Vivemos acreditando, ou tentando acreditar que tudo dura para sempre. Na verdade, estamos só nos machucando e nos martirizando com tal pensamento. Tudo que sobe, uma hora tem que vir ao chão. Ou seja, tudo que começa, tem seu fim. Por mais belo que seja, por mais que faça bem. Por mais que te deixe feliz. Passamos a nossa vida procurando pela perfeição, mas a perfeição é algo que não existe. Existe sim, pessoas que nos completam. E pecamos em buscar a perfeição onde só existe a realidade. Como toda garota, eu já acreditei em Contos de Fadas, mas Contos de Fadas reais, sem essa de Príncipe Encantado, Bruxa ou Madrasta má. Mas em relacionamentos incríveis, onde eu teria meu final feliz. Acreditava nisso piamente, busquei tanto, quebrei tanto a minha cara que finalmente deixei de acreditar em toda essa baboseira melodramática e passei a enxergar apenas a realidade. Sim, as pessoas mentem, enganam, iludem, mas não por serem pessoas más, mas por serem seres humanos. Não existe pessoas 100% boazinhas, como não existem pessoas 100% maldosas. Como eu disse, existe apenas a realidade. E a realidade não é nenhuma Malhação ou alguma Novela Mexicana, onde exista o casal de mocinhos que precisa lutar contra os vilões para poderem ficar juntos no final. A realidade é dura, mas é mais enlouquecedora e emocionante do que qualquer novelinha de quinta, a qual sabemos qual vai ser o último capítulo. Agora a vida... A vida não, a vida é bem diferente de tudo isso, não temos o poder de saber quem vai entrar nela, quem vai sair, quem vai deixar marcas mais profundas. Cada dia é algo novo, em questões de segundos o inesperado pode acontecer. É besteira tentar prever quais são os rumos que sua vida vai tomar, a única certeza que temos é que tudo que começa, uma hora ou outra, tem que ter um fim.
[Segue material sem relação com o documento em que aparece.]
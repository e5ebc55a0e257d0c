use clap::Parser;

use gridborder::cli::{self, Cli};
use gridborder::{init_logging, init_logging_to_file};

fn main() -> anyhow::Result<()> {
    let cli = Cli::parse();

    match &cli.log_file {
        Some(path) => init_logging_to_file(path)?,
        None => init_logging()?,
    }

    cli::run(cli)
}
#[test]
fn test_touch_drag_draws_after_delay() {
    let mut f = Fixture::new(6, 6);
    let start = f.touch_start(1, px(0.5, 1.0), 0);
    let delay = timer_id(&start, TimerKind::DrawDelay);

    let effects = f.send(InputEvent::TimerFired { id: delay, at: ms(80) });
    assert!(effects.is_empty());
    assert_eq!(f.machine.state(), GestureState::Pending);

    let effects = f.touch_move(1, px(1.5, 1.0), 120);
    assert!(changed(&effects));
    assert_eq!(f.machine.state(), GestureState::Drawing);
    assert!(f.document.has_line(&LineKey::horizontal(0, 1)));
    assert!(f.document.has_line(&LineKey::horizontal(1, 1)));

    f.touch_end(1, 200);
    assert_eq!(f.machine.state(), GestureState::Idle);
}

#[test]
fn test_touch_move_before_delay_waits() {
    let mut f = Fixture::new(6, 6);
    f.touch_start(1, px(0.5, 1.0), 0);

    f.touch_move(1, px(1.5, 1.0), 40);
    assert_eq!(f.machine.state(), GestureState::Pending);
    assert!(f.document.lines().is_empty());

    f.touch_move(1, px(2.5, 1.0), 100);
    assert_eq!(f.machine.state(), GestureState::Drawing);
    assert!(f.document.has_line(&LineKey::horizontal(0, 1)));
    assert!(f.document.has_line(&LineKey::horizontal(2, 1)));
}

#[test]
fn test_long_press_erases() {
    let mut f = Fixture::new(4, 4);
    f.document.add_line(LineKey::horizontal(1, 1)).unwrap();
    f.touch_start(1, px(1.5, 1.0), 0);

    assert!(f.poll(ms(200)).is_empty());
    let effects = f.poll(ms(500));
    assert!(effects.contains(&GestureEffect::Haptic));
    assert!(changed(&effects));
    assert_eq!(f.machine.state(), GestureState::Erasing);
    assert!(f.document.lines().is_empty());
}

#[test]
fn test_moved_touch_draws_instead_of_long_press() {
    let mut f = Fixture::new(6, 6);
    f.touch_start(1, px(0.5, 1.0), 0);
    f.touch_move(1, px(1.5, 1.0), 30);

    let effects = f.poll(ms(500));
    assert!(!effects.contains(&GestureEffect::Haptic));
    assert_eq!(f.machine.state(), GestureState::Drawing);
    assert_eq!(f.document.lines().len(), 2);
}

#[test]
fn test_double_tap_fills() {
    let mut f = Fixture::new(5, 5);
    f.outline_cell(1, 1);
    f.document.set_active_color(RED);

    let first = f.tap(px(1.5, 1.5), 0, 50);
    assert!(!changed(&first));

    let second = f.tap(px(1.6, 1.6), 150, 200);
    assert!(changed(&second));
    assert!(f.document.lines().iter().all(|line| line.color == RED));
}

#[test]
fn test_double_tap_on_open_region_reports_failure() {
    let mut f = Fixture::new(5, 5);
    f.tap(px(3.5, 3.5), 0, 40);
    let effects = f.tap(px(3.5, 3.5), 100, 140);
    assert!(effects
        .iter()
        .any(|e| matches!(e, GestureEffect::FillFailed(GridError::ContourOpen { .. }))));
}

#[test]
fn test_slow_second_tap_is_not_double() {
    let mut f = Fixture::new(5, 5);
    f.outline_cell(1, 1);
    f.document.set_active_color(RED);

    f.tap(px(1.5, 1.5), 0, 50);
    let effects = f.tap(px(1.5, 1.5), 420, 450);
    assert!(!changed(&effects));
    assert!(f.document.lines().iter().all(|line| line.color == Color::BLACK));
}

#[test]
fn test_two_finger_tap_is_undo() {
    let mut f = Fixture::new(4, 4);
    f.touch_start(1, px(1.5, 1.5), 0);
    f.touch_start(2, px(2.5, 2.5), 20);
    assert_eq!(f.machine.state(), GestureState::PanZoom);

    assert!(f.touch_end(1, 100).is_empty());
    let effects = f.touch_end(2, 120);
    assert!(effects.contains(&GestureEffect::Undo));
    assert_eq!(f.machine.state(), GestureState::Idle);
    assert!(f.document.lines().is_empty());
}

#[test]
fn test_three_finger_tap_is_redo() {
    let mut f = Fixture::new(4, 4);
    f.touch_start(1, px(0.5, 0.5), 0);
    f.touch_start(2, px(1.5, 1.5), 10);
    f.touch_start(3, px(2.5, 2.5), 20);
    f.touch_end(3, 100);
    f.touch_end(2, 110);
    let effects = f.touch_end(1, 120);
    assert!(effects.contains(&GestureEffect::Redo));
}

#[test]
fn test_slow_two_finger_touch_is_not_undo() {
    let mut f = Fixture::new(4, 4);
    f.touch_start(1, px(1.5, 1.5), 0);
    f.touch_start(2, px(2.5, 2.5), 20);
    f.touch_end(1, 380);
    let effects = f.touch_end(2, 400);
    assert!(!effects.contains(&GestureEffect::Undo));
}

#[test]
fn test_second_finger_cancels_pending_draw() {
    let mut f = Fixture::new(4, 4);
    f.touch_start(1, px(1.5, 1.0), 0);
    let effects = f.touch_start(2, px(3.0, 3.0), 30);

    let cancelled = effects
        .iter()
        .filter(|e| matches!(e, GestureEffect::CancelTimer { .. }))
        .count();
    assert_eq!(cancelled, 2);
    assert_eq!(f.machine.next_deadline(), None);
    assert_eq!(f.machine.state(), GestureState::PanZoom);

    f.touch_end(2, 60);
    f.touch_end(1, 70);
    assert!(f.document.lines().is_empty());
}

#[test]
fn test_pinch_zooms_around_midpoint() {
    let mut f = Fixture::new(10, 10);
    f.touch_start(1, ScreenPoint::new(100.0, 200.0), 0);
    f.touch_start(2, ScreenPoint::new(200.0, 200.0), 0);
    let anchor = f.viewport.screen_to_grid(ScreenPoint::new(150.0, 200.0));

    let effects = f.touch_move(2, ScreenPoint::new(300.0, 200.0), 50);
    assert_eq!(effects, vec![GestureEffect::ViewportChanged]);
    assert!((f.viewport.cell_size() - 50.0).abs() < 1e-9);

    // The grid point between the fingers follows the new midpoint.
    let after = f.viewport.screen_to_grid(ScreenPoint::new(200.0, 200.0));
    assert!((after.x - anchor.x).abs() < 1e-9);
    assert!((after.y - anchor.y).abs() < 1e-9);

    f.touch_end(1, 100);
    let effects = f.touch_end(2, 120);
    assert!(!effects.contains(&GestureEffect::Undo));
}

#[test]
fn test_stale_timer_is_ignored() {
    let mut f = Fixture::new(4, 4);
    let start = f.touch_start(1, px(1.5, 1.0), 0);
    let long_press = timer_id(&start, TimerKind::LongPress);
    f.touch_end(1, 50);

    let effects = f.send(InputEvent::TimerFired {
        id: long_press,
        at: ms(500),
    });
    assert!(effects.is_empty());
    assert_eq!(f.machine.state(), GestureState::Idle);
}

#[test]
fn test_touch_cancel_returns_to_idle() {
    let mut f = Fixture::new(4, 4);
    f.touch_start(1, px(1.5, 1.0), 0);
    let effects = f.send(InputEvent::TouchCancel { at: ms(30) });

    assert_eq!(f.machine.state(), GestureState::Idle);
    assert_eq!(effects.len(), 2);
    assert!(f.poll(ms(1000)).is_empty());
    assert!(f.document.lines().is_empty());
}

#[test]
fn test_tap_on_column_number_highlights() {
    let mut f = Fixture::new(4, 4);
    f.document.set_active_color(RED);
    f.tap(ScreenPoint::new(LABEL_GUTTER + 1.5 * 25.0, 10.0), 0, 40);
    assert_eq!(f.document.highlight_at(1, 3), Some(RED));
    assert!(f.document.highlights().find(HighlightKind::Col, 1).is_some());
}

#[test]
fn test_cancel_clears_timers() {
    let mut f = Fixture::new(4, 4);
    f.touch_start(1, px(1.5, 1.0), 0);
    let effects = f.machine.cancel();
    assert_eq!(effects.len(), 2);
    assert_eq!(f.machine.state(), GestureState::Idle);
    assert_eq!(f.machine.next_deadline(), None);
}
Alice, me empresta as maravilhas do teu País?

Passei tanto tempo correndo atrás do Coelho Branco. Ele que sempre esteve atrasado e apressado. Corri tanto, durante anos, que chegou uma hora em que a fadiga tomou conta de mim e eu cansei de tentar acompanhá-lo. Parei e em poucos instantes o vi sumir na multidão. Correr atrás de algo sem rumo, às vezes, não é a solução. Parar para pensar, muitas vezes, é interessante. É inevitável uma análise para descobrirmos onde estamos pisando, até onde o nosso passo alcança e se é que existe o País das Maravilhas, afinal. Viver andando sem curso, seguindo algo que não se tem certeza ser real, além de cansativo, pode ser um tanto ilusório como um Coelho usando um Paletó. E de tanto correr em círculos, chega uma hora em que você se sente esgotado. Sem esperanças, sem perspectiva de vida alguma e começa a deixar de viver e passa apenas a existir. Esquece de todos os cheiros, cores e sabores. Não mais vê graça em um sorriso discreto e deixa de admirar as coisas mais belas e simples que a vida lhe proporciona. Porque, ao meu ver, precisamos de algo para nos motivar e nos aventurar de verdade. A vida é assim, como um Rio, sempre com a água corrente, sempre em linha reta. Assim como o Coelho Branco, sempre correndo, sempre adiante, sempre com pressa, sempre atrasado. E de tanto procurarmos as maravilhas de um País, esquecemos de viver e com isso, não percebemos que elas sempre estiveram bem aqui.